O documentário também mostra a real faceta do senso comum. Por mais que se identifique, por mais que se crie uma afeição à sua figura, só é possível saber quem é Natasha, de fato, sendo ela mesma. E foi isso o que Alexandrëa Constantino sentiu firmemente em seu “dia como Natasha”, transmitido ao público num depoimento emocionado. A última cena, com a protagonista a se definir para outras iguais – dentre homens e mulheres – soa, de certa forma, comovente, talvez kitsch, mas ainda assim tocante: ela se despe da personagem e vemos a própria ali. Se você não foi tocado pela cena anterior, essa é sua última chance.

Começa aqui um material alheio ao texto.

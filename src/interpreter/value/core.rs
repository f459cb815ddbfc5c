use crate::util::num::f64_to_i64_exact;

/// Represents a runtime value in the interpreter.
///
/// Values are immutable once constructed. Equality between values is only
/// defined through the comparison operators; the derived `PartialEq` is
/// structural and exists for tests and bookkeeping.
#[derive(Debug, Clone, PartialEq)]
pub enum Value {
    /// A 64-bit signed integer.
    Int(i64),
    /// A 64-bit floating-point number.
    Float(f64),
    /// A boolean value (`true` or `false`).
    Bool(bool),
    /// Owned text without surrounding quotes.
    Str(String),
    /// A failed evaluation, carrying a human-readable message.
    Error(String),
}

impl From<i64> for Value {
    fn from(v: i64) -> Self {
        Self::Int(v)
    }
}

impl From<f64> for Value {
    fn from(v: f64) -> Self {
        Self::Float(v)
    }
}

impl From<bool> for Value {
    fn from(v: bool) -> Self {
        Self::Bool(v)
    }
}

impl From<&str> for Value {
    fn from(v: &str) -> Self {
        Self::Str(v.to_string())
    }
}

impl From<String> for Value {
    fn from(v: String) -> Self {
        Self::Str(v)
    }
}

impl Value {
    /// Parses text that is entirely a numeric literal.
    ///
    /// Accepts an optional leading sign followed by digits with at most one
    /// decimal point and at least one digit. The decimal point alone decides
    /// the kind: without one the result is `Int`, otherwise `Float`.
    ///
    /// # Returns
    /// `None` if the text is not a numeric literal or an integer literal does
    /// not fit in 64 bits.
    ///
    /// # Example
    /// ```
    /// use snx::interpreter::value::core::Value;
    ///
    /// assert_eq!(Value::from_numeric_literal("-12"), Some(Value::Int(-12)));
    /// assert_eq!(Value::from_numeric_literal("3."), Some(Value::Float(3.0)));
    /// assert_eq!(Value::from_numeric_literal("1.2.3"), None);
    /// assert_eq!(Value::from_numeric_literal("12abc"), None);
    /// ```
    #[must_use]
    pub fn from_numeric_literal(text: &str) -> Option<Self> {
        let body = text.strip_prefix(['+', '-']).unwrap_or(text);

        let digits = body.chars().filter(char::is_ascii_digit).count();
        let points = body.chars().filter(|&c| c == '.').count();

        if digits == 0 || points > 1 || digits + points != body.len() {
            return None;
        }

        if points == 0 {
            text.parse().ok().map(Self::Int)
        } else {
            text.parse().ok().map(Self::Float)
        }
    }

    /// Applies the implicit string-to-number coercion.
    ///
    /// A `Str` whose whole content is a numeric literal becomes that number;
    /// every other value is returned unchanged. This is the only implicit
    /// conversion from text to a number.
    ///
    /// # Example
    /// ```
    /// use snx::interpreter::value::core::Value;
    ///
    /// assert_eq!(Value::from("3").coerce_numeric(), Value::Int(3));
    /// assert_eq!(Value::from("2.5").coerce_numeric(), Value::Float(2.5));
    /// assert_eq!(Value::from("foo").coerce_numeric(), Value::from("foo"));
    /// ```
    #[must_use]
    pub fn coerce_numeric(&self) -> Self {
        match self {
            Self::Str(s) => Self::from_numeric_literal(s).unwrap_or_else(|| self.clone()),
            _ => self.clone(),
        }
    }

    /// Returns the value as `f64` if it is an `Int` or a `Float`.
    #[must_use]
    #[allow(clippy::cast_precision_loss)]
    pub fn as_float(&self) -> Option<f64> {
        match self {
            Self::Int(n) => Some(*n as f64),
            Self::Float(r) => Some(*r),
            _ => None,
        }
    }

    /// Returns the boolean if the value is a `Bool`.
    #[must_use]
    pub const fn as_bool(&self) -> Option<bool> {
        match self {
            Self::Bool(b) => Some(*b),
            _ => None,
        }
    }

    /// Negates a numeric value.
    ///
    /// Used when a sign is written directly in front of an identifier. Text is
    /// coerced first, so `-x` works when `x` holds `"4"`.
    ///
    /// # Returns
    /// `None` if the value is not numeric or the negation overflows.
    #[must_use]
    pub fn negated(&self) -> Option<Self> {
        match self.coerce_numeric() {
            Self::Int(n) => n.checked_neg().map(Self::Int),
            Self::Float(r) => Some(Self::Float(-r)),
            _ => None,
        }
    }

    /// Builds the numeric result of an arithmetic operator.
    ///
    /// A result is an `Int` unless `float` is set or the computed value has a
    /// fractional part. Whole results too large for an `Int` stay `Float`.
    #[must_use]
    pub fn numeric(result: f64, float: bool) -> Self {
        if float {
            return Self::Float(result);
        }
        f64_to_i64_exact(result).map_or(Self::Float(result), Self::Int)
    }

    /// Returns the lowercase name of the variant.
    #[must_use]
    pub const fn type_name(&self) -> &'static str {
        match self {
            Self::Int(_) => "int",
            Self::Float(_) => "float",
            Self::Bool(_) => "bool",
            Self::Str(_) => "string",
            Self::Error(_) => "error",
        }
    }

    /// Returns `true` if the value is an `Int` or a `Float`.
    #[must_use]
    pub const fn is_numeric(&self) -> bool {
        matches!(self, Self::Int(_) | Self::Float(_))
    }

    /// Returns `true` if the value is a `Float`.
    #[must_use]
    pub const fn is_float(&self) -> bool {
        matches!(self, Self::Float(_))
    }

    /// Returns `true` if the value is a `Str`.
    #[must_use]
    pub const fn is_str(&self) -> bool {
        matches!(self, Self::Str(_))
    }

    /// Returns `true` if the value is an `Error`.
    #[must_use]
    pub const fn is_error(&self) -> bool {
        matches!(self, Self::Error(_))
    }
}

/// Writes the textual form of a value.
///
/// Strings are written without quotes. Floats always carry a fractional part
/// so that their kind survives being printed and read back.
impl std::fmt::Display for Value {
    fn fmt(&self, f: &mut std::fmt::Formatter<'_>) -> std::fmt::Result {
        match self {
            Self::Int(n) => write!(f, "{n}"),
            Self::Float(r) if r.is_finite() && r.fract() == 0.0 => write!(f, "{r:.1}"),
            Self::Float(r) => write!(f, "{r}"),
            Self::Bool(b) => write!(f, "{b}"),
            Self::Str(s) | Self::Error(s) => f.write_str(s),
        }
    }
}

#[cfg(test)]
mod tests {
    use super::*;

    #[test]
    fn numeric_literal_kind_follows_decimal_point() {
        assert_eq!(Value::from_numeric_literal("42"), Some(Value::Int(42)));
        assert_eq!(Value::from_numeric_literal("+7"), Some(Value::Int(7)));
        assert_eq!(Value::from_numeric_literal(".5"), Some(Value::Float(0.5)));
        assert_eq!(Value::from_numeric_literal("10.0"), Some(Value::Float(10.0)));
    }

    #[test]
    fn numeric_literal_rejects_non_numbers() {
        assert_eq!(Value::from_numeric_literal(""), None);
        assert_eq!(Value::from_numeric_literal("-"), None);
        assert_eq!(Value::from_numeric_literal("."), None);
        assert_eq!(Value::from_numeric_literal(" 1"), None);
        assert_eq!(Value::from_numeric_literal("1e5"), None);
        assert_eq!(Value::from_numeric_literal("99999999999999999999"), None);
    }

    #[test]
    fn display_is_unquoted_and_keeps_float_kind() {
        assert_eq!(Value::Int(-3).to_string(), "-3");
        assert_eq!(Value::Float(2.5).to_string(), "2.5");
        assert_eq!(Value::Float(3.0).to_string(), "3.0");
        assert_eq!(Value::Bool(true).to_string(), "true");
        assert_eq!(Value::from("hi there").to_string(), "hi there");
    }

    #[test]
    fn numeric_result_promotes_fractions() {
        assert_eq!(Value::numeric(4.0, false), Value::Int(4));
        assert_eq!(Value::numeric(4.0, true), Value::Float(4.0));
        assert_eq!(Value::numeric(2.5, false), Value::Float(2.5));
    }

    #[test]
    fn negation_coerces_text() {
        assert_eq!(Value::from("4").negated(), Some(Value::Int(-4)));
        assert_eq!(Value::Float(1.5).negated(), Some(Value::Float(-1.5)));
        assert_eq!(Value::Bool(true).negated(), None);
        assert_eq!(Value::Int(i64::MIN).negated(), None);
    }
}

Por fim, temos em Wonderfull – meu eu em mim, um filme muito simples, emotivo, com requintes de humor popular, mas sem dúvida uma entrega de coração. Até mesmo o próprio diretor se identifica com sua obra, não por ela ser sua, mas por representa-lo e a tantas pessoas que captam as vontades de Natasha Wonderfull. Mesmo aquelas distantes dela, ao menos, despertam a atenção para sua humanidade, e se não são como ela, ao menos que enxerguem um retrato de que os futuros filmes LGBT se tornem abrangentes de modo a fazer seu público – ilimitado – de pensar e repensar seus conceitos sobre os outros.